MacGillis reveals the story of Bill Bodani, who worked at Sparrows point after unionisation brought higher wages and better conditions – only to return to the exact same spot to work for Amazon, for less than half the pay, in a job where he didn’t always have time to the bathroom. He had lived for months in his basement for the feat of catching Covid-19 at work and passing it on to his family.
“For several decades, they had enjoyed the benefits of work that was better paying and safer than what had come before, and that had brought with it the dignity of being able to support one’s family in a middle-class existence. And now things had circled back to where they had begun”.
Another interviewee demolishes unwanted houses in Baltimore and sells the bricks to the developers of staggeringly expensive studio flats in Washington. “ The great paradox galloped onward: the spread of blight and abandonment in one city, the spread of congestion and exclusion in another only an hour away. One city rushing to demolish three-storey row houses that would cost $1m in the other down the road”, MacGillis writes.

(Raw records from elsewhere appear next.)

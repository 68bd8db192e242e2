// src/sync.rs
//
// SYNC coordinator (spec.md Section 4.9). Owns only the modular
// counter; `Node` calls `on_sync` on SYNC frame reception (or producer
// tick) and then walks its TPDO/RPDO arrays using the result.

/// Result of one SYNC event: the new counter value and whether this
/// node is itself the SYNC producer (informational only).
#[derive(Debug, Clone, Copy, PartialEq, Eq)]
pub struct SyncTick {
    pub count: u32,
}

/// Tracks the CiA 301 SYNC counter (spec.md Section 4.9): increments
/// on every SYNC, wrapping at the largest configured synchronous-TPDO
/// divisor so `count % divisor == 0` keeps working after a wrap.
#[derive(Debug, Clone, Copy)]
pub struct SyncCoordinator {
    count: u32,
    max_divisor: u32,
    pub producer_enabled: bool,
    pub cycle_period_us: u32,
    pub producer_timer_id: Option<u32>,
}

impl SyncCoordinator {
    pub fn new() -> Self {
        Self {
            count: 0,
            max_divisor: 1,
            producer_enabled: false,
            cycle_period_us: 0,
            producer_timer_id: None,
        }
    }

    /// Registers a synchronous TPDO's transmission-type divisor so the
    /// counter wraps at the least common bound needed by all
    /// configured synchronous TPDOs. Using the largest single divisor
    /// is sufficient since `N % divisor` only needs to be exact at
    /// multiples of `divisor` itself.
    pub fn register_divisor(&mut self, divisor: u8) {
        let divisor = divisor.max(1) as u32;
        if divisor > self.max_divisor {
            self.max_divisor = divisor;
        }
    }

    pub fn count(&self) -> u32 {
        self.count
    }

    /// Advances the counter on SYNC reception or producer tick
    /// (spec.md Section 4.9).
    pub fn on_sync(&mut self) -> SyncTick {
        self.count += 1;
        if self.count > self.max_divisor {
            self.count = 1;
        }
        SyncTick { count: self.count }
    }

    pub fn is_producer(&self) -> bool {
        self.producer_enabled && self.cycle_period_us > 0
    }
}

impl Default for SyncCoordinator {
    fn default() -> Self {
        Self::new()
    }
}

#[cfg(test)]
mod tests {
    use super::*;

    #[test]
    fn counter_increments_and_wraps_at_max_divisor() {
        let mut sync = SyncCoordinator::new();
        sync.register_divisor(4);
        for expected in 1..=4u32 {
            assert_eq!(sync.on_sync().count, expected);
        }
        assert_eq!(sync.on_sync().count, 1);
    }

    #[test]
    fn producer_requires_enable_and_nonzero_cycle() {
        let mut sync = SyncCoordinator::new();
        assert!(!sync.is_producer());
        sync.producer_enabled = true;
        assert!(!sync.is_producer());
        sync.cycle_period_us = 1000;
        assert!(sync.is_producer());
    }
}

Amazon’s relationship to politics and power and MacGillis takes the reader inside the anonymous rooms where officials quietly agree to tax incentives for Amazon to build warehouses. He recollects the spectacle that ensued when Amazon announced it was looking to open a second headquarters, deliberately sparking a desperate battle between cities to woo it ( one Atlanta suburb even offered rename itself “ Amazon”).
He reveals the links between the Democratic party and the tech industry, and the uncomfortable fact for Joe Biden that his voters span both “ upper-middle-class consumers and the people who packed and delivered things to them”,
He writes about a woman trying to calm her children in a homeless shelter in Ohio straight into a ballroom in Washington to specifically focus on the inequality. MacGillis’s illuminating reported portrait not of a company, but of the country it has helped to reshape and an intimate account of contemporary capitalism and its drive to innovate, its dark, pitiless magic, its remaking of America in every click, with the one-click nation.
Fulfillment: Winning and Losing in one-click America by Alec Macgillis, Farrar, Stratus & Giroux £28, 400 pages.